▶ [Exercise prompt]: From the data, return each line holding the word "style".

▶ [Data shown]:
^^^^^^^^

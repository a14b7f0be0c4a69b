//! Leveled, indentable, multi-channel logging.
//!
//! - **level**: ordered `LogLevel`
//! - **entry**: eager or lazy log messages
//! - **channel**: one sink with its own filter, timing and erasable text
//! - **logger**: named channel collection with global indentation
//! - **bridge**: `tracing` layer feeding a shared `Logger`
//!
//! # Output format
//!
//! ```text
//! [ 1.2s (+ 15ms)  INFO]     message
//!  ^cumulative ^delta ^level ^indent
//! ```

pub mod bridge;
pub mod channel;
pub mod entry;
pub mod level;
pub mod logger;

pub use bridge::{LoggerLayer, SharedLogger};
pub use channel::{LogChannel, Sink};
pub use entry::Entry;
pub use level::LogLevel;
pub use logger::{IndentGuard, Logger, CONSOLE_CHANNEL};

^^^^^^^^

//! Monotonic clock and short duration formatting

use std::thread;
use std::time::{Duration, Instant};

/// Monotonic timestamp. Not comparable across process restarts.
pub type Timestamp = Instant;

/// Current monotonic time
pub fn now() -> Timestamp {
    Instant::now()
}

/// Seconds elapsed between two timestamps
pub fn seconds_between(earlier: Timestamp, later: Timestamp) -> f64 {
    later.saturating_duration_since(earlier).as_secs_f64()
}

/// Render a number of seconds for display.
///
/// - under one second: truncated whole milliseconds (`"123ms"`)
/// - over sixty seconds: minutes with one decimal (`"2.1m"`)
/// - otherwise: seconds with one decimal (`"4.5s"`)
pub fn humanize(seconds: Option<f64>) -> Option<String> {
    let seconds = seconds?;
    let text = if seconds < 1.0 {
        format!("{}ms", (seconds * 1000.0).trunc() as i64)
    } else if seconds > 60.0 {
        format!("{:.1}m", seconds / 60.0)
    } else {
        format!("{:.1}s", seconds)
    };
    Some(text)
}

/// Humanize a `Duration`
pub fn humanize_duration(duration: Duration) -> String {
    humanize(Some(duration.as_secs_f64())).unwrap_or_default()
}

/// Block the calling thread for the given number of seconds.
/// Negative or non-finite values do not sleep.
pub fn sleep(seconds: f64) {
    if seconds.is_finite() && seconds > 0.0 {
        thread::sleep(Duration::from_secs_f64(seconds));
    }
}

^^^^^^^^

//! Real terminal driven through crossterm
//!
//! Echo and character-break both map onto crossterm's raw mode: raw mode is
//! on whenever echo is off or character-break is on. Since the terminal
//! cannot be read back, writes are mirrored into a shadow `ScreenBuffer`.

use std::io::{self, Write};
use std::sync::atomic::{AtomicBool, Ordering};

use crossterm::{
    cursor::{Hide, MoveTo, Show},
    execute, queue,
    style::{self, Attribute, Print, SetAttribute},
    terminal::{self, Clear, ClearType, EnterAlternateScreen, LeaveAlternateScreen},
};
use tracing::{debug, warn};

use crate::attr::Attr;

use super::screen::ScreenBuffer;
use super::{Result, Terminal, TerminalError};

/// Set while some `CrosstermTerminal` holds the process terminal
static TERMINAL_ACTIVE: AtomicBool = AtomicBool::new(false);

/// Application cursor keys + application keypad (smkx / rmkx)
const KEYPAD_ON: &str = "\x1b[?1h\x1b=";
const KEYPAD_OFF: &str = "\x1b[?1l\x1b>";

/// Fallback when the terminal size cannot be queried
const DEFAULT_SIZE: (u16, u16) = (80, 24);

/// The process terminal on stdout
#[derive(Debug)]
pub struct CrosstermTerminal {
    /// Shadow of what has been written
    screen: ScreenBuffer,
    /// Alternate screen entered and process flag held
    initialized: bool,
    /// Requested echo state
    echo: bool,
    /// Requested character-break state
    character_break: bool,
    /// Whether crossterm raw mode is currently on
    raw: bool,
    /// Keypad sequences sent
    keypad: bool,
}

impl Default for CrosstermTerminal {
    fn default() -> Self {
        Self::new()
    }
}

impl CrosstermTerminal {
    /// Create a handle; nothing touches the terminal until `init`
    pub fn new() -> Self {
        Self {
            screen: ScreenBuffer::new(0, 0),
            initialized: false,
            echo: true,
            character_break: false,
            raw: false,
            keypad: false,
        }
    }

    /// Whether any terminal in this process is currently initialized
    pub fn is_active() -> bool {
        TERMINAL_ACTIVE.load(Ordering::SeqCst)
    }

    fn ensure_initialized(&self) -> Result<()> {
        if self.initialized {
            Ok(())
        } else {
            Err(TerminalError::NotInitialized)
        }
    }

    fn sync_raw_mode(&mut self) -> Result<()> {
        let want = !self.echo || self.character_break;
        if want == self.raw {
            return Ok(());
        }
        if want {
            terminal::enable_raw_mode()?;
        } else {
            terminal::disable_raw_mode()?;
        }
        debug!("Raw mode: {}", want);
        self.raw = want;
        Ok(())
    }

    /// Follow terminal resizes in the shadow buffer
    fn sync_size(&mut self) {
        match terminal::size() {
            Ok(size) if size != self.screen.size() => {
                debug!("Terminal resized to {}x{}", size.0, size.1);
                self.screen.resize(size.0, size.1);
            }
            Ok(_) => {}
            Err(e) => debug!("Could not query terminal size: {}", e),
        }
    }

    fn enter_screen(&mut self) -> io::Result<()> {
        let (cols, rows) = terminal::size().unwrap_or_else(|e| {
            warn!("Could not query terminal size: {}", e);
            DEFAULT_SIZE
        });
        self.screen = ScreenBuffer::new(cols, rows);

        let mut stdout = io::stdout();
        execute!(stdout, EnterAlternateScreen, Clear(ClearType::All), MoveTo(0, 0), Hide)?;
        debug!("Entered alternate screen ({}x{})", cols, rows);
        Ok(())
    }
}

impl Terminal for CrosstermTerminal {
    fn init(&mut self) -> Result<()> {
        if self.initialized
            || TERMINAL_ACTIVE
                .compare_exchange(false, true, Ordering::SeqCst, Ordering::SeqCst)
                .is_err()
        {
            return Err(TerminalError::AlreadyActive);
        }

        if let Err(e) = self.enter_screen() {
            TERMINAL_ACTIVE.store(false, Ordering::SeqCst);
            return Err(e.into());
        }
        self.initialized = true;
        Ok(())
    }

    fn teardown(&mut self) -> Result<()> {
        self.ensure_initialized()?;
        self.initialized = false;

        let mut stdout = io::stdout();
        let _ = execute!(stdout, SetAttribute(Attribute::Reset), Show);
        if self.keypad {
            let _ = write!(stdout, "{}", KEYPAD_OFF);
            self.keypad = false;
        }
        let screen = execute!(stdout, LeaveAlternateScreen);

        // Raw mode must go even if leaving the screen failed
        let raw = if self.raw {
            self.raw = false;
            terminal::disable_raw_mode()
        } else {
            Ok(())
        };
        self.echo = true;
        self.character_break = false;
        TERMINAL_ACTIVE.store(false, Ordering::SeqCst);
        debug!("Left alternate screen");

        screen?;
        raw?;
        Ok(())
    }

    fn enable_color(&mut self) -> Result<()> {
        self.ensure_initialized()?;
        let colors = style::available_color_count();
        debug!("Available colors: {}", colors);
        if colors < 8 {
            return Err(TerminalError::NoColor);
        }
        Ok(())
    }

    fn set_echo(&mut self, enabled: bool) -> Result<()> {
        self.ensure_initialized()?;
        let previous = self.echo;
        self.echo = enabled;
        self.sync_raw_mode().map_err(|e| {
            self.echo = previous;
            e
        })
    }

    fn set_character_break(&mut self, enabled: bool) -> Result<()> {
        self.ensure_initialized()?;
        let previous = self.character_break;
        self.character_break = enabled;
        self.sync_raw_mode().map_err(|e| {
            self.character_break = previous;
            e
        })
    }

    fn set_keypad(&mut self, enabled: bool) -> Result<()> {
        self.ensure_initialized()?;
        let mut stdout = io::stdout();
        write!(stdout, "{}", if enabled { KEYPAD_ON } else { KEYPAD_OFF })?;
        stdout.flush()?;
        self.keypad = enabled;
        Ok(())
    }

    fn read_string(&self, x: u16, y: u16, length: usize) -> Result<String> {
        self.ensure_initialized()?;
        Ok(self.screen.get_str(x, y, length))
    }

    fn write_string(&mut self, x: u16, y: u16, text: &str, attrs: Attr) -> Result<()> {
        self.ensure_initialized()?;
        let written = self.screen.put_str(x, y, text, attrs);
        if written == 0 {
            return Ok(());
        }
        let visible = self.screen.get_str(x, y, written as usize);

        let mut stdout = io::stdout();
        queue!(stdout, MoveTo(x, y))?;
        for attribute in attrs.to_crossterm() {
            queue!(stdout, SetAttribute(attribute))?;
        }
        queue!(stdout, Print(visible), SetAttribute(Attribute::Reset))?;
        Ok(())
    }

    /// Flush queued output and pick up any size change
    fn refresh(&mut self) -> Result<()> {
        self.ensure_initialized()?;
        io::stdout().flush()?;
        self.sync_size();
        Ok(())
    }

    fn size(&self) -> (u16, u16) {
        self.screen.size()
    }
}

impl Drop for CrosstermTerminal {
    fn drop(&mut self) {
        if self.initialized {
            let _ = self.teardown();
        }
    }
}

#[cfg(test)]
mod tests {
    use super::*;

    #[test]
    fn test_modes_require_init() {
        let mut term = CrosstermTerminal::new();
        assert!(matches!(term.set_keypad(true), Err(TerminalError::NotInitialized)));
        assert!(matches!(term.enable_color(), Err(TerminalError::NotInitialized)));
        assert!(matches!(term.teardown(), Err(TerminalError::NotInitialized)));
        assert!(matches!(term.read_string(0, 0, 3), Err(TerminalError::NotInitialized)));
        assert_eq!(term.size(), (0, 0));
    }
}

^^^^^^^^

▶ [Written answer]:
    style::{self, Attribute, Print, SetAttribute},
        let colors = style::available_color_count();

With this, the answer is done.